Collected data
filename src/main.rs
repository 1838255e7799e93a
use clap::Parser;
use quake_map::utils::error::ErrorSeverity;
use quake_map::utils::{logger, validation::Validate};
use quake_map::{
    legend_labels, CliConfig, LocalStorage, MapConfig, MapEngine, QuakeMapPipeline, DEPTH_LEGEND,
};

#[tokio::main]
async fn main() -> Result<(), Box<dyn std::error::Error>> {
    let cli = CliConfig::parse();

    if cli.json_logs {
        logger::init_json_logger(cli.verbose);
    } else {
        logger::init_cli_logger(cli.verbose);
    }

    tracing::info!("Starting quake-map");
    tracing::debug!("CLI config: {:?}", cli);

    let config = match cli.load_map_config() {
        Ok(config) => config,
        Err(e) => {
            tracing::error!("❌ Failed to load configuration: {}", e);
            eprintln!("❌ {}", e.user_friendly_message());
            eprintln!("💡 Make sure the file exists and is valid TOML format");
            std::process::exit(1);
        }
    };

    if let Err(e) = config.validate() {
        tracing::error!("❌ Configuration validation failed: {}", e);
        tracing::error!("💡 Suggestion: {}", e.recovery_suggestion());
        eprintln!("❌ {}", e.user_friendly_message());
        std::process::exit(1);
    }

    if cli.dry_run {
        tracing::info!("🔍 DRY RUN MODE - no feeds will be fetched");
        print_dry_run(&config)?;
        return Ok(());
    }

    let monitor_enabled = config.monitoring_enabled();
    if monitor_enabled {
        tracing::info!("🔍 System monitoring enabled");
    }

    let storage = LocalStorage::new(config.output.path.clone());
    let pipeline = QuakeMapPipeline::new(storage, config);
    let engine = MapEngine::new_with_monitoring(pipeline, monitor_enabled);

    match engine.run().await {
        Ok(output_path) => {
            tracing::info!("✅ Map generated successfully!");
            println!("✅ Map generated successfully!");
            println!("📁 Output saved to: {}", output_path);
        }
        Err(e) => {
            tracing::error!(
                "❌ Map generation failed: {} (Category: {:?}, Severity: {:?})",
                e,
                e.category(),
                e.severity()
            );
            tracing::error!("💡 Recovery suggestion: {}", e.recovery_suggestion());

            eprintln!("❌ {}", e.user_friendly_message());
            eprintln!("💡 Suggestion: {}", e.recovery_suggestion());

            let exit_code = match e.severity() {
                ErrorSeverity::Low => 0,
                ErrorSeverity::Medium => 2,
                ErrorSeverity::High => 1,
                ErrorSeverity::Critical => 3,
            };

            if exit_code > 0 {
                std::process::exit(exit_code);
            }
        }
    }

    Ok(())
}

fn print_dry_run(config: &MapConfig) -> Result<(), Box<dyn std::error::Error>> {
    println!("Earthquake feed : {}", config.feeds.earthquakes);
    println!("Plates feed     : {}", config.feeds.tectonic_plates);
    println!("Timeout         : {}s", config.feeds.timeout_seconds);
    println!("Output path     : {}", config.output.path);
    if config.output.bundle {
        println!("Bundle          : {}", config.output.bundle_filename);
    }
    println!("Base layers     :");
    for layer in &config.map.base_layers {
        println!("  - {} ({})", layer.name, layer.url_template);
    }
    println!("Depth legend    :");
    for entry in legend_labels(&DEPTH_LEGEND) {
        println!("  {:>8}  {}", entry.color.css(), entry.label);
    }
    tracing::debug!("Resolved config: {}", serde_json::to_string_pretty(config)?);
    Ok(())
}
use tracing_subscriber::{layer::SubscriberExt, util::SubscriberInitExt, EnvFilter};

fn default_directive(verbose: bool) -> &'static str {
    if verbose {
        "quake_map=debug,info"
    } else {
        "quake_map=info"
    }
}

/// `RUST_LOG` wins over the built-in directive.
fn env_filter(verbose: bool) -> EnvFilter {
    EnvFilter::try_from_default_env().unwrap_or_else(|_| EnvFilter::new(default_directive(verbose)))
}

pub fn init_cli_logger(verbose: bool) {
    tracing_subscriber::registry()
        .with(env_filter(verbose))
        .with(
            tracing_subscriber::fmt::layer()
                .with_target(false)
                .with_thread_ids(false)
                .with_file(false)
                .with_line_number(false)
                .compact(),
        )
        .init();
}

/// One flat JSON object per event on stderr, so stdout stays free for
/// `--dry-run` output. Structured fields such as `phase` and `memory_mb`
/// land at the top level next to `message`.
pub fn init_json_logger(verbose: bool) {
    tracing_subscriber::registry()
        .with(env_filter(verbose))
        .with(
            tracing_subscriber::fmt::layer()
                .json()
                .flatten_event(true)
                .with_current_span(false)
                .with_span_list(false)
                .with_target(true)
                .with_writer(std::io::stderr),
        )
        .init();
}
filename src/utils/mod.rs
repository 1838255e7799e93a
pub mod error;
pub mod logger;
pub mod monitor;
pub mod validation;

WORK REQUEST: What is needed is each line of the data, printed exactly.

COMPLETED TASK:
filename src/main.rs
repository 1838255e7799e93a
use clap::Parser;
use quake_map::utils::error::ErrorSeverity;
use quake_map::utils::{logger, validation::Validate};
use quake_map::{
    legend_labels, CliConfig, LocalStorage, MapConfig, MapEngine, QuakeMapPipeline, DEPTH_LEGEND,
};

#[tokio::main]
async fn main() -> Result<(), Box<dyn std::error::Error>> {
    let cli = CliConfig::parse();

    if cli.json_logs {
        logger::init_json_logger(cli.verbose);
    } else {
        logger::init_cli_logger(cli.verbose);
    }

    tracing::info!("Starting quake-map");
    tracing::debug!("CLI config: {:?}", cli);

    let config = match cli.load_map_config() {
        Ok(config) => config,
        Err(e) => {
            tracing::error!("❌ Failed to load configuration: {}", e);
            eprintln!("❌ {}", e.user_friendly_message());
            eprintln!("💡 Make sure the file exists and is valid TOML format");
            std::process::exit(1);
        }
    };

    if let Err(e) = config.validate() {
        tracing::error!("❌ Configuration validation failed: {}", e);
        tracing::error!("💡 Suggestion: {}", e.recovery_suggestion());
        eprintln!("❌ {}", e.user_friendly_message());
        std::process::exit(1);
    }

    if cli.dry_run {
        tracing::info!("🔍 DRY RUN MODE - no feeds will be fetched");
        print_dry_run(&config)?;
        return Ok(());
    }

    let monitor_enabled = config.monitoring_enabled();
    if monitor_enabled {
        tracing::info!("🔍 System monitoring enabled");
    }

    let storage = LocalStorage::new(config.output.path.clone());
    let pipeline = QuakeMapPipeline::new(storage, config);
    let engine = MapEngine::new_with_monitoring(pipeline, monitor_enabled);

    match engine.run().await {
        Ok(output_path) => {
            tracing::info!("✅ Map generated successfully!");
            println!("✅ Map generated successfully!");
            println!("📁 Output saved to: {}", output_path);
        }
        Err(e) => {
            tracing::error!(
                "❌ Map generation failed: {} (Category: {:?}, Severity: {:?})",
                e,
                e.category(),
                e.severity()
            );
            tracing::error!("💡 Recovery suggestion: {}", e.recovery_suggestion());

            eprintln!("❌ {}", e.user_friendly_message());
            eprintln!("💡 Suggestion: {}", e.recovery_suggestion());

            let exit_code = match e.severity() {
                ErrorSeverity::Low => 0,
                ErrorSeverity::Medium => 2,
                ErrorSeverity::High => 1,
                ErrorSeverity::Critical => 3,
            };

            if exit_code > 0 {
                std::process::exit(exit_code);
            }
        }
    }

    Ok(())
}

fn print_dry_run(config: &MapConfig) -> Result<(), Box<dyn std::error::Error>> {
    println!("Earthquake feed : {}", config.feeds.earthquakes);
    println!("Plates feed     : {}", config.feeds.tectonic_plates);
    println!("Timeout         : {}s", config.feeds.timeout_seconds);
    println!("Output path     : {}", config.output.path);
    if config.output.bundle {
        println!("Bundle          : {}", config.output.bundle_filename);
    }
    println!("Base layers     :");
    for layer in &config.map.base_layers {
        println!("  - {} ({})", layer.name, layer.url_template);
    }
    println!("Depth legend    :");
    for entry in legend_labels(&DEPTH_LEGEND) {
        println!("  {:>8}  {}", entry.color.css(), entry.label);
    }
    tracing::debug!("Resolved config: {}", serde_json::to_string_pretty(config)?);
    Ok(())
}
use tracing_subscriber::{layer::SubscriberExt, util::SubscriberInitExt, EnvFilter};

fn default_directive(verbose: bool) -> &'static str {
    if verbose {
        "quake_map=debug,info"
    } else {
        "quake_map=info"
    }
}

/// `RUST_LOG` wins over the built-in directive.
fn env_filter(verbose: bool) -> EnvFilter {
    EnvFilter::try_from_default_env().unwrap_or_else(|_| EnvFilter::new(default_directive(verbose)))
}

pub fn init_cli_logger(verbose: bool) {
    tracing_subscriber::registry()
        .with(env_filter(verbose))
        .with(
            tracing_subscriber::fmt::layer()
                .with_target(false)
                .with_thread_ids(false)
                .with_file(false)
                .with_line_number(false)
                .compact(),
        )
        .init();
}

/// One flat JSON object per event on stderr, so stdout stays free for
/// `--dry-run` output. Structured fields such as `phase` and `memory_mb`
/// land at the top level next to `message`.
pub fn init_json_logger(verbose: bool) {
    tracing_subscriber::registry()
        .with(env_filter(verbose))
        .with(
            tracing_subscriber::fmt::layer()
                .json()
                .flatten_event(true)
                .with_current_span(false)
                .with_span_list(false)
                .with_target(true)
                .with_writer(std::io::stderr),
        )
        .init();
}
filename src/utils/mod.rs
repository 1838255e7799e93a
pub mod error;
pub mod logger;
pub mod monitor;
pub mod validation;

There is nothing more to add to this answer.